It is Sunday and I am working so I guess old habits die hard. At least this time I did it from home, seated between my two sleeping children while playing classical music in the background as a lullaby.

Thank you.

This is how I was inspired to write this post tonight:

My children were playing together and created their very first business card tonight, leaving us speechless. I present it to you.

Maggie and Nicholas' first Business Card

Maggie and Nicholas’ first Business Card

“We have a business to run!” – Our Services

Our services – Our rituals:

“So tell us, Mrs Loras, why do you have so many invoices for bottled water purchases?” asked the tax inspector upon visiting and investigating The Loras Academy in Ioannina, Greece. “Just like I wouldn’t want my children to drink bathroom water anywhere, that is why we serve clean bottled water to our students.” You are probably shocked by the question I was asked but I must tell you that the tax inspector was actually shocked by the answer.

In some people’s minds, spending time and money on “unnecessary” elements while running a business is wrong. We support the exact opposite.

Our young clients have always been treated as if they were our own children and the adult clients with the respect we would like ourselves to be treated as well. So what is shocking about that? The fact that our services go a step further? The fact that we respect our clients?

Due to the fact that we were based in downtown Ioannina and later on downtown Zug, we offered to wait for some of our young students downstairs a few minutes before the lesson and also safely return them downstairs to their parents in order to relieve the clients of the extra stress. This way we have also added an extra benefit to our lessons and business. The hearts of cities have their benefits but also their stressful attributes like occupied parking spaces and traffic issues. This, however, gives us the chance to greet the clients and briefly remark on the productivity of that day. This gives us the chance to show our clients that we care about them beyond the clientele relationship that we have.

We have been slightly or greatly deprived of our breaks for such services. You have to love it to be able to handle it! You do not get paid extra for these services. You have to love it to be able to handle it! You might have to help out a colleague who has a lesson directly after the previous one… and they might not be able, for practical reasons, to do exactly the same for you. You have to love it to be able to handle it! You might have to serve a glass of water or cup of tea and coffee to your clients or colleagues. You have to love it to be able to handle it! You might have to give a small surprise to a birthday child or a Lost Tooth Award to your young ones. You know, just for that extra smile involved! You have to love it to be able to handle it! You may have to attend professional and educational workshops and seminars to keep up with examination developments and to learn more and more about your profession. At your own personal expense. You have to love it to be able to handle it! You may have to renovate when the time is right while offering clean and safe facilities along with a new and pleasant environment for everyone involved. You have to love it to be able to handle it!

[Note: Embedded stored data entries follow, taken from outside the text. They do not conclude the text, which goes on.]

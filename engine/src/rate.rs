//! Exponential-window byte-rate estimator.
//!
//! Adapted from the teacher's `stats::Counter` (which tracks avg/peak/total
//! with a fixed 5-tick exponential average): here the decay window is an
//! explicit configurable `W` and the update rule follows the continuous
//! exponential-integration contract directly, rather than a fixed-tick
//! average, so a meter can be queried at arbitrary times between updates.

use std::time::Duration;

/// Smallest seed gap between `last` and `ratesince` so the first `update`
/// never divides by zero.
const FUDGE: f64 = 0.001;

#[derive(Debug, Clone, Copy)]
pub struct RateMeter {
    window: f64,
    ratesince: f64,
    last: f64,
    rate: f64,
    total: u64,
}

impl RateMeter {
    pub fn new(window: Duration) -> Self {
        Self {
            window: window.as_secs_f64(),
            ratesince: -FUDGE,
            last: 0.0,
            rate: 0.0,
            total: 0,
        }
    }

    /// Record `amount` bytes observed at time `t` (seconds since some fixed
    /// epoch, monotonic for a given meter).
    pub fn update(&mut self, amount: u64, t: f64) {
        let elapsed = t - self.ratesince;
        self.rate = (self.rate * (self.last - self.ratesince) + amount as f64) / elapsed.max(FUDGE);
        self.last = t;
        if self.ratesince < t - self.window {
            self.ratesince = t - self.window;
        }
        self.total += amount;
    }

    pub fn rate(&self) -> f64 {
        self.rate
    }

    pub fn total(&self) -> u64 {
        self.total
    }

    /// Seconds until the rate would decay below `newrate` if no further
    /// bytes arrive, evaluated at time `t`.
    pub fn time_until(&self, newrate: f64, t: f64) -> f64 {
        if self.rate <= newrate {
            return 0.0;
        }
        let elapsed = (t - self.ratesince).max(FUDGE);
        ((self.rate * elapsed) / newrate) - elapsed
    }
}

impl Default for RateMeter {
    fn default() -> Self {
        Self::new(Duration::from_secs(20))
    }
}

#[cfg(test)]
mod tests {
    use super::*;

    #[test]
    fn first_update_never_divides_by_zero() {
        let mut m = RateMeter::new(Duration::from_secs(20));
        m.update(1000, 0.0);
        assert!(m.rate() > 0.0);
        assert!(m.rate().is_finite());
    }

    #[test]
    fn rate_decays_toward_zero_with_no_traffic() {
        let mut m = RateMeter::new(Duration::from_secs(20));
        m.update(20_000, 0.0);
        let r0 = m.rate();
        // No bytes for 10s: feeding amount=0 still walks ratesince/last forward.
        m.update(0, 10.0);
        assert!(m.rate() < r0);
    }

    #[test]
    fn time_until_is_zero_once_under_target() {
        let mut m = RateMeter::new(Duration::from_secs(20));
        m.update(100, 0.0);
        assert_eq!(m.time_until(1_000_000.0, 0.0), 0.0);
    }

    #[test]
    fn ratesince_is_clamped_to_the_window() {
        let mut m = RateMeter::new(Duration::from_secs(5));
        m.update(100, 0.0);
        m.update(100, 100.0);
        assert!(m.ratesince >= 100.0 - 5.0 - 1e-9);
    }

    #[test]
    fn total_accumulates_every_update() {
        let mut m = RateMeter::new(Duration::from_secs(20));
        m.update(100, 0.0);
        m.update(250, 1.0);
        assert_eq!(m.total(), 350);
    }
}
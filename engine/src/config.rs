//! Engine-wide tunables. Adapted from the teacher's `config::TorrentConfig`
//! / `ClientConfig` split, generalized with the knobs the choker, picker and
//! upload-rate cap need that the teacher hardcoded inline.

use std::time::Duration;

#[derive(Debug, Clone)]
pub struct EngineConfig {
    /// Bytes requested per block (teacher's `BLOCK_SIZE`, made configurable).
    pub request_size: usize,

    /// Target number of outstanding requests per peer.
    pub backlog: usize,

    /// Rate-meter decay window.
    pub rate_window: Duration,

    /// Choker tick period (design: 10s).
    pub choke_period: Duration,

    /// Optimistic-unchoke rotation period in ticks (design: every 3rd tick).
    pub optimistic_rotation_ticks: u32,

    /// Minimum and maximum number of unchoked peers the choker maintains.
    pub min_uploads: usize,
    pub max_uploads: usize,

    /// A peer that has sent nothing in this long (while we're downloading)
    /// is snubbed.
    pub snub_time: Duration,

    /// Global upload cap; `None` means uncapped.
    pub max_upload_rate: Option<f64>,
}

impl Default for EngineConfig {
    fn default() -> Self {
        Self {
            request_size: crate::BLOCK_SIZE,
            backlog: 10,
            rate_window: Duration::from_secs(20),
            choke_period: Duration::from_secs(10),
            optimistic_rotation_ticks: 3,
            min_uploads: 4,
            max_uploads: 7,
            snub_time: Duration::from_secs(30),
            max_upload_rate: None,
        }
    }
}
//! Error taxonomy per the design's error-handling split: protocol violations
//! are peer-local and close one connection; storage faults are torrent-fatal.

use thiserror::Error;

/// A violation of the wire protocol by a single peer. Always closes that
/// peer's connection; never propagates further.
#[derive(Error, Debug, Clone, PartialEq, Eq)]
pub enum PeerProtocolError {
    #[error("unknown message id: {0}")]
    UnknownMessageId(u8),

    #[error("bitfield received after the first message")]
    LateBitfield,

    #[error("message {kind} had wrong payload length {got}, expected {expected}")]
    BadLength {
        kind: &'static str,
        got: usize,
        expected: usize,
    },

    #[error("piece index {index} out of range (have {num_pieces} pieces)")]
    IndexOutOfRange { index: u32, num_pieces: u32 },

    #[error("io error: {0}")]
    Io(String),
}

impl From<std::io::Error> for PeerProtocolError {
    fn from(e: std::io::Error) -> Self {
        PeerProtocolError::Io(e.to_string())
    }
}

/// Torrent-fatal faults. Once raised, the engine stops driving this torrent.
#[derive(Error, Debug)]
pub enum EngineError {
    #[error("storage io error: {0}")]
    Io(#[from] std::io::Error),

    #[error("on-disk corruption detected: {0}")]
    Corruption(String),

    #[error("channel closed: {0}")]
    Channel(String),
}

impl<T> From<tokio::sync::mpsc::error::SendError<T>> for EngineError {
    fn from(e: tokio::sync::mpsc::error::SendError<T>) -> Self {
        EngineError::Channel(e.to_string())
    }
}

pub type Result<T> = std::result::Result<T, EngineError>;
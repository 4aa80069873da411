//! Per-peer downloader: interest state, block backlog, request bookkeeping
//! (design §4.6). Cross-peer coordination (redistribution on choke,
//! endgame cancellation) lives in `engine::Engine`, which is the only thing
//! that can see every peer's state at once; this module holds exactly what
//! one connection's request flow needs.
//!
//! Adapted from the teacher's `p2p::session::PeerSession` fields
//! (`choked_by_peer` analogue, per-peer bitfield, request tracking) and
//! `p2p::state::SessionState`, split out into its own per-peer record the
//! way the design's component table treats the downloader as a standalone
//! 15%-share piece rather than folded into one monolithic session actor.

use std::collections::HashSet;
use std::time::Duration;

use crate::bitfield::PieceBitfield;
use crate::block::BlockInfo;
use crate::rate::RateMeter;

#[derive(Debug)]
pub struct PeerDownloader {
    pub choked_by_peer: bool,
    pub we_are_interested: bool,
    pub have_bits: PieceBitfield,
    pub active_requests: HashSet<BlockInfo>,
    pub last_receive_time: f64,
    pub rate: RateMeter,
    /// The piece this peer was last told we're interested because of, so
    /// refill can re-evaluate interest without re-scanning from scratch.
    pub example_interest: Option<usize>,
}

impl PeerDownloader {
    pub fn new(num_pieces: usize, rate_window: Duration, now: f64) -> Self {
        Self {
            choked_by_peer: true,
            we_are_interested: false,
            have_bits: PieceBitfield::new(num_pieces),
            active_requests: HashSet::new(),
            last_receive_time: now,
            rate: RateMeter::new(rate_window),
            example_interest: None,
        }
    }

    pub fn got_have(&mut self, index: usize) {
        self.have_bits.set(index, true);
    }

    pub fn set_bitfield(&mut self, bf: PieceBitfield) {
        self.have_bits = bf;
    }

    pub fn got_unchoke(&mut self) {
        self.choked_by_peer = false;
    }

    /// Returns the requests that were in flight, to be released back to the
    /// store by the caller.
    pub fn got_choke(&mut self) -> Vec<BlockInfo> {
        self.choked_by_peer = true;
        self.active_requests.drain().collect()
    }

    pub fn record_piece_received(&mut self, block: &BlockInfo, now: f64) -> bool {
        self.last_receive_time = now;
        self.rate.update(block.length as u64, now);
        self.active_requests.remove(block)
    }

    pub fn is_snubbed(&self, now: f64, snub_time: Duration, seeding: bool) -> bool {
        !seeding && (now - self.last_receive_time) > snub_time.as_secs_f64()
    }

    pub fn register_request(&mut self, block: BlockInfo) {
        self.active_requests.insert(block);
    }
}
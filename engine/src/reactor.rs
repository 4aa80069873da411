//! Event reactor collaborator seam (design §4.2, §6).
//!
//! The design's single-threaded `fd -> connection` + timer-heap reactor is,
//! in this port, `tokio`'s own non-blocking-socket reactor and task
//! scheduler -- the teacher already runs one `tokio::select!` loop per
//! torrent (`torrent::Torrent::run`) rather than hand-rolling `poll`. What
//! the design calls out as a *collaborator* (so the core stays testable
//! without real sockets or a wall clock) is the `Scheduler`: `schedule(task,
//! delay)` and `now()`. `Engine::run` is the reactor's single event loop;
//! it is built from a `tokio::select!` exactly like the teacher's, and the
//! `Scheduler` trait lets tests substitute a fake clock instead of sleeping
//! for real ten-second choker ticks.

use std::future::Future;
use std::pin::Pin;
use std::time::Duration;

pub type BoxFuture = Pin<Box<dyn Future<Output = ()> + Send>>;

/// `now()` is seconds since an arbitrary fixed epoch, monotonic for the
/// lifetime of one scheduler -- the same unit `RateMeter` expects.
pub trait Scheduler: Send + Sync {
    fn now(&self) -> f64;
    fn sleep(&self, delay: Duration) -> BoxFuture;
}

/// Real-clock scheduler backed by `tokio::time`, grounded in the teacher's
/// use of `tokio::select!` + `tokio::time` throughout `torrent.rs`.
#[derive(Debug, Clone, Copy)]
pub struct TokioScheduler {
    epoch: std::time::Instant,
}

impl TokioScheduler {
    pub fn new() -> Self {
        Self { epoch: std::time::Instant::now() }
    }
}

impl Scheduler for TokioScheduler {
    fn now(&self) -> f64 {
        self.epoch.elapsed().as_secs_f64()
    }

    fn sleep(&self, delay: Duration) -> BoxFuture {
        Box::pin(async move {
            tokio::time::sleep(delay).await;
        })
    }
}

#[cfg(test)]
mod tests {
    use super::*;

    #[tokio::test]
    async fn tokio_scheduler_now_advances_monotonically() {
        let s = TokioScheduler::new();
        let t0 = s.now();
        s.sleep(Duration::from_millis(5)).await;
        assert!(s.now() >= t0);
    }
}
pub mod file_backend;
pub mod piece_store;

pub use file_backend::{FileBackend, FileHandle, FileSet, FileSlice, FileSpan, StdFileBackend};
pub use piece_store::{PieceOutcome, PieceStore};
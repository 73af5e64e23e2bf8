//! HTTP transport implementation.
//!
//! The actual HTTP client is abstracted via a trait so that any library
//! (reqwest, hyper, ureq) or an in-process loopback can carry the requests.
//! Bodies are JSON as defined by [`stepsync_protocol`].

use crate::error::{SyncError, SyncResult};
use crate::transport::SyncTransport;
use async_trait::async_trait;
use parking_lot::RwLock;
use std::sync::atomic::{AtomicBool, Ordering};
use stepsync_protocol::{
    paths, DocId, ErrorCode, ErrorResponse, HttpRequest, HttpResponse, HttpService,
    PostStepsAccepted, PostStepsRequest, PostStepsResponse, ResetResponse, StepsResponse,
    WireMessage,
};

/// HTTP client abstraction.
///
/// Implementations send the request to `request.target` (an absolute URL
/// built from the transport's base URL) and return whatever status the
/// server answered. `Err` is reserved for failures that produced no
/// response at all.
#[async_trait]
pub trait HttpClient: Send + Sync {
    /// Sends a request.
    async fn send(&self, request: HttpRequest) -> Result<HttpResponse, String>;
}

/// HTTP-based sync transport.
pub struct HttpTransport<C: HttpClient> {
    /// Base URL of the server (e.g. `"https://collab.example.com"`).
    base_url: String,
    /// HTTP client implementation.
    client: C,
    /// Last transport-level error.
    last_error: RwLock<Option<String>>,
}

impl<C: HttpClient> HttpTransport<C> {
    /// Creates a new HTTP transport.
    pub fn new(base_url: impl Into<String>, client: C) -> Self {
        let base_url: String = base_url.into();
        Self {
            base_url: base_url.trim_end_matches('/').to_string(),
            client,
            last_error: RwLock::new(None),
        }
    }

    /// Returns the base URL.
    pub fn base_url(&self) -> &str {
        &self.base_url
    }

    /// Returns the last transport-level error message.
    pub fn last_error(&self) -> Option<String> {
        self.last_error.read().clone()
    }

    async fn send(&self, mut request: HttpRequest) -> SyncResult<HttpResponse> {
        request.target = format!("{}{}", self.base_url, request.target);
        match self.client.send(request).await {
            Ok(response) => {
                *self.last_error.write() = None;
                Ok(response)
            }
            Err(e) => {
                *self.last_error.write() = Some(e.clone());
                Err(SyncError::transport_retryable(e))
            }
        }
    }
}

fn decode<M: WireMessage>(response: &HttpResponse) -> SyncResult<M> {
    response
        .decode()
        .map_err(|e| SyncError::Protocol(format!("failed to decode response: {e}")))
}

/// Maps a non-success response onto the error taxonomy.
fn error_from(response: &HttpResponse, requested: Option<u64>) -> SyncError {
    let Ok(body) = response.decode::<ErrorResponse>() else {
        return SyncError::Server {
            status: response.status,
            message: format!("HTTP {}", response.status),
        };
    };
    match (body.code, requested) {
        (ErrorCode::OutOfRangeVersion, Some(requested)) => SyncError::OutOfRangeVersion {
            requested,
            current: body.version.unwrap_or(0),
        },
        (ErrorCode::StorageUnavailable, _) => SyncError::StorageUnavailable(body.error),
        _ => SyncError::Server {
            status: response.status,
            message: body.error,
        },
    }
}

#[async_trait]
impl<C: HttpClient> SyncTransport for HttpTransport<C> {
    async fn get_steps(&self, doc: &DocId, since: u64) -> SyncResult<StepsResponse> {
        let response = self
            .send(HttpRequest::get(paths::steps_since(doc, since)))
            .await?;
        if response.status == 200 {
            decode(&response)
        } else {
            Err(error_from(&response, Some(since)))
        }
    }

    async fn post_steps(
        &self,
        doc: &DocId,
        request: &PostStepsRequest,
    ) -> SyncResult<PostStepsResponse> {
        let request = HttpRequest::post_message(paths::steps(doc), request)?;
        let response = self.send(request).await?;
        match response.status {
            200 => {
                let accepted: PostStepsAccepted = decode(&response)?;
                Ok(PostStepsResponse::Accepted {
                    version: accepted.version,
                })
            }
            409 => Ok(PostStepsResponse::Conflict(decode(&response)?)),
            _ => Err(error_from(&response, None)),
        }
    }

    async fn reset(&self, doc: &DocId) -> SyncResult<ResetResponse> {
        let response = self
            .send(HttpRequest::post(paths::reset(doc), Vec::new()))
            .await?;
        if response.status == 200 {
            decode(&response)
        } else {
            Err(error_from(&response, None))
        }
    }
}

/// A loopback HTTP client that routes requests directly to a server.
///
/// Useful for testing without actual network overhead. Can be switched
/// offline to simulate an unreachable server.
pub struct LoopbackClient<S: HttpService> {
    server: S,
    offline: AtomicBool,
}

impl<S: HttpService> LoopbackClient<S> {
    /// Creates a new loopback client connected to the given server.
    pub fn new(server: S) -> Self {
        Self {
            server,
            offline: AtomicBool::new(false),
        }
    }

    /// Simulates losing (or regaining) the network.
    pub fn set_offline(&self, offline: bool) {
        self.offline.store(offline, Ordering::SeqCst);
    }
}

/// Drops `scheme://host` from an absolute URL.
fn strip_origin(target: &str) -> &str {
    match target.split_once("://") {
        Some((_, rest)) => rest.find('/').map_or("/", |i| &rest[i..]),
        None => target,
    }
}

#[async_trait]
impl<S: HttpService> HttpClient for LoopbackClient<S> {
    async fn send(&self, mut request: HttpRequest) -> Result<HttpResponse, String> {
        if self.offline.load(Ordering::SeqCst) {
            return Err("connection refused".to_string());
        }
        request.target = strip_origin(&request.target).to_string();
        Ok(self.server.call(request))
    }
}

#[cfg(test)]
mod tests {
    use super::*;
    use serde_json::json;
    use stepsync_protocol::{SessionId, Step};
    use stepsync_server::{ServerConfig, SyncServer};
    use std::sync::Arc;

    fn doc() -> DocId {
        DocId::new("doc1").unwrap()
    }

    fn transport() -> (Arc<SyncServer>, HttpTransport<LoopbackClient<Arc<SyncServer>>>) {
        let server = Arc::new(SyncServer::new(ServerConfig::default()));
        let client = LoopbackClient::new(Arc::clone(&server));
        (server, HttpTransport::new("http://collab.test/", client))
    }

    fn push(base: u64, who: &str) -> PostStepsRequest {
        PostStepsRequest::new(base, vec![Step::new(json!({ "n": base }))], SessionId::new(who))
    }

    #[test]
    fn origin_is_stripped() {
        assert_eq!(strip_origin("http://host:80/collab/a/steps?version=1"), "/collab/a/steps?version=1");
        assert_eq!(strip_origin("https://host"), "/");
        assert_eq!(strip_origin("/health"), "/health");
    }

    #[tokio::test]
    async fn push_conflict_and_fetch() {
        let (_server, transport) = transport();
        assert_eq!(transport.base_url(), "http://collab.test");

        let accepted = transport.post_steps(&doc(), &push(0, "a")).await.unwrap();
        assert_eq!(accepted, PostStepsResponse::Accepted { version: 1 });

        match transport.post_steps(&doc(), &push(0, "b")).await.unwrap() {
            PostStepsResponse::Conflict(tail) => {
                assert_eq!(tail.version, 1);
                assert_eq!(tail.origin_ids, vec![SessionId::new("a")]);
            }
            other => panic!("expected conflict, got {other:?}"),
        }

        let fetched = transport.get_steps(&doc(), 0).await.unwrap();
        assert_eq!(fetched.steps.len(), 1);
    }

    #[tokio::test]
    async fn out_of_range_maps_to_error() {
        let (_server, transport) = transport();
        transport.post_steps(&doc(), &push(0, "a")).await.unwrap();

        let err = transport.get_steps(&doc(), 4).await.unwrap_err();
        assert!(matches!(
            err,
            SyncError::OutOfRangeVersion {
                requested: 4,
                current: 1
            }
        ));
    }

    #[tokio::test]
    async fn offline_is_retryable() {
        let server = Arc::new(SyncServer::new(ServerConfig::default()));
        let client = LoopbackClient::new(Arc::clone(&server));
        client.set_offline(true);
        let transport = HttpTransport::new("http://collab.test", client);

        let err = transport.get_steps(&doc(), 0).await.unwrap_err();
        assert!(err.is_retryable());
        assert_eq!(transport.last_error().as_deref(), Some("connection refused"));
    }

    #[tokio::test]
    async fn reset_round_trip() {
        let (server, transport) = transport();
        transport.post_steps(&doc(), &push(0, "a")).await.unwrap();
        let reset = transport.reset(&doc()).await.unwrap();
        assert_eq!(reset, ResetResponse::default());
        assert_eq!(server.document_version(&doc()).unwrap(), 0);
    }
}
//! Main sync server.

use crate::config::ServerConfig;
use crate::error::ServerResult;
use crate::handler::{HandlerContext, RequestHandler};
use stepsync_protocol::{
    DocId, HttpRequest, HttpResponse, HttpService, PostStepsRequest, PostStepsResponse,
    ResetResponse, StepsResponse,
};
use stepsync_store::{MemoryStepStore, StepStore};
use std::sync::Arc;

/// The sync server.
///
/// Owns a step store and answers the collab endpoints over it. The server
/// is transport-agnostic: mount [`SyncServer::handle`] behind any HTTP
/// framework, or call it in-process through [`HttpService`].
///
/// # Example
///
/// ```
/// use stepsync_protocol::{HttpRequest, HttpService};
/// use stepsync_server::{ServerConfig, SyncServer};
///
/// let server = SyncServer::new(ServerConfig::default());
/// let response = server.call(HttpRequest::get("/collab/doc1/steps?version=0"));
/// assert_eq!(response.status, 200);
/// ```
pub struct SyncServer {
    handler: RequestHandler,
    context: Arc<HandlerContext>,
}

impl SyncServer {
    /// Creates a server backed by an in-memory store.
    pub fn new(config: ServerConfig) -> Self {
        Self::with_store(config, Arc::new(MemoryStepStore::new()))
    }

    /// Creates a server over an existing store.
    pub fn with_store(config: ServerConfig, store: Arc<dyn StepStore>) -> Self {
        let context = Arc::new(HandlerContext::new(config, store));
        let handler = RequestHandler::new(Arc::clone(&context));

        Self { handler, context }
    }

    /// Handles an HTTP-shaped request.
    pub fn handle(&self, request: &HttpRequest) -> HttpResponse {
        self.handler.handle(request)
    }

    /// `GetSteps` without the HTTP layer.
    pub fn get_steps(&self, doc: &DocId, since: u64) -> ServerResult<StepsResponse> {
        self.context.service.get_steps(doc, since)
    }

    /// `PostSteps` without the HTTP layer.
    pub fn post_steps(
        &self,
        doc: &DocId,
        request: PostStepsRequest,
    ) -> ServerResult<PostStepsResponse> {
        self.context.service.post_steps(doc, request)
    }

    /// `ResetDocument` without the HTTP layer.
    pub fn reset_document(&self, doc: &DocId) -> ServerResult<ResetResponse> {
        self.context.service.reset_document(doc)
    }

    /// Returns the current version of a document.
    pub fn document_version(&self, doc: &DocId) -> ServerResult<u64> {
        self.context.service.version(doc)
    }

    /// Returns the server configuration.
    pub fn config(&self) -> &ServerConfig {
        self.context.config()
    }
}

impl HttpService for SyncServer {
    fn call(&self, request: HttpRequest) -> HttpResponse {
        self.handle(&request)
    }
}

#[cfg(test)]
mod tests {
    use super::*;
    use serde_json::json;
    use stepsync_protocol::{SessionId, Step};
    use stepsync_store::FileStepStore;

    fn doc() -> DocId {
        DocId::new("doc1").unwrap()
    }

    #[test]
    fn server_lifecycle() {
        let server = SyncServer::new(ServerConfig::default());
        assert_eq!(server.document_version(&doc()).unwrap(), 0);
        assert_eq!(server.config().max_push_batch, 100);
    }

    #[test]
    fn file_backed_server_survives_restart() {
        let dir = tempfile::tempdir().unwrap();
        {
            let store = Arc::new(FileStepStore::open(dir.path()).unwrap());
            let server = SyncServer::with_store(ServerConfig::default(), store);
            let push = PostStepsRequest::new(
                0,
                vec![Step::new(json!({ "s": 1 }))],
                SessionId::new("a"),
            );
            assert!(server.post_steps(&doc(), push).unwrap().is_accepted());
        }

        let store = Arc::new(FileStepStore::open(dir.path()).unwrap());
        let server = SyncServer::with_store(ServerConfig::default(), store);
        assert_eq!(server.document_version(&doc()).unwrap(), 1);
        let steps = server.get_steps(&doc(), 0).unwrap();
        assert_eq!(steps.origin_ids, vec![SessionId::new("a")]);
    }
}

“And what’s in it for me, Mrs Loras? I could just go on, only teaching English, saving myself valuable time and money while enjoying all my breaks and let my secretary do all the rest”. I would suggest that this person need not worry about their clients at all. They will be in good hands with us.

I love being a generous and conscientious citizen, a respectful teacher and parent, a professional and facilitating business person. Everyone desires and deserves respect.

Thank you.

Help out your clients by adding all nearby parking spaces to your website.

Help out your clients by adding all nearby parking spaces to your website.

“We have a business to run!” – Our Team

And how can your Saints be happy if your Angels are not happy, too!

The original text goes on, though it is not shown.